//! Generic counting accumulator.
//!
//! Every grouping map in the collectors (actor names, material counts,
//! emitter counts, class names) follows the same lookup-or-insert-default
//! pattern. `CountMap` is that pattern, once, parameterized by key type.

use std::collections::BTreeMap;

/// A mapping from key to occurrence count.
///
/// Backed by a `BTreeMap` so enumeration order is a deterministic function of
/// the observed keys, independent of insertion order.
#[derive(Clone, Debug, Default, PartialEq, Eq)]
pub struct CountMap<K: Ord> {
    counts: BTreeMap<K, u64>,
}

impl<K: Ord> CountMap<K> {
    pub fn new() -> Self {
        Self {
            counts: BTreeMap::new(),
        }
    }

    /// Increments the count for `key`, inserting it at zero first if absent.
    pub fn bump(&mut self, key: K) {
        *self.counts.entry(key).or_insert(0) += 1;
    }

    /// The count recorded for `key`, zero if never observed.
    pub fn get(&self, key: &K) -> u64 {
        self.counts.get(key).copied().unwrap_or(0)
    }

    /// Sum of all counts.
    pub fn total(&self) -> u64 {
        self.counts.values().sum()
    }

    /// Number of distinct keys observed.
    pub fn len(&self) -> usize {
        self.counts.len()
    }

    pub fn is_empty(&self) -> bool {
        self.counts.is_empty()
    }

    pub fn iter(&self) -> impl Iterator<Item = (&K, u64)> {
        self.counts.iter().map(|(k, v)| (k, *v))
    }

    /// Renders the map with a caller-supplied key labeling function, in key
    /// order. Used to produce the `"<n>_Materials"`-style report breakdowns.
    pub fn to_labeled(&self, label: impl Fn(&K) -> String) -> Vec<(String, u64)> {
        self.counts.iter().map(|(k, v)| (label(k), *v)).collect()
    }
}

impl<K: Ord> FromIterator<K> for CountMap<K> {
    fn from_iter<I: IntoIterator<Item = K>>(keys: I) -> Self {
        let mut map = Self::new();
        for key in keys {
            map.bump(key);
        }
        map
    }
}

__________________________________________________

[Exercise]
Look above for the line containing "pub fn is_empty(&self)". From there to the final line of the entries, repeat every line exactly.

[Response]
    pub fn is_empty(&self) -> bool {
        self.counts.is_empty()
    }

    pub fn iter(&self) -> impl Iterator<Item = (&K, u64)> {
        self.counts.iter().map(|(k, v)| (k, *v))
    }

    /// Renders the map with a caller-supplied key labeling function, in key
    /// order. Used to produce the `"<n>_Materials"`-style report breakdowns.
    pub fn to_labeled(&self, label: impl Fn(&K) -> String) -> Vec<(String, u64)> {
        self.counts.iter().map(|(k, v)| (label(k), *v)).collect()
    }
}

impl<K: Ord> FromIterator<K> for CountMap<K> {
    fn from_iter<I: IntoIterator<Item = K>>(keys: I) -> Self {
        let mut map = Self::new();
        for key in keys {
            map.bump(key);
        }
        map
    }
}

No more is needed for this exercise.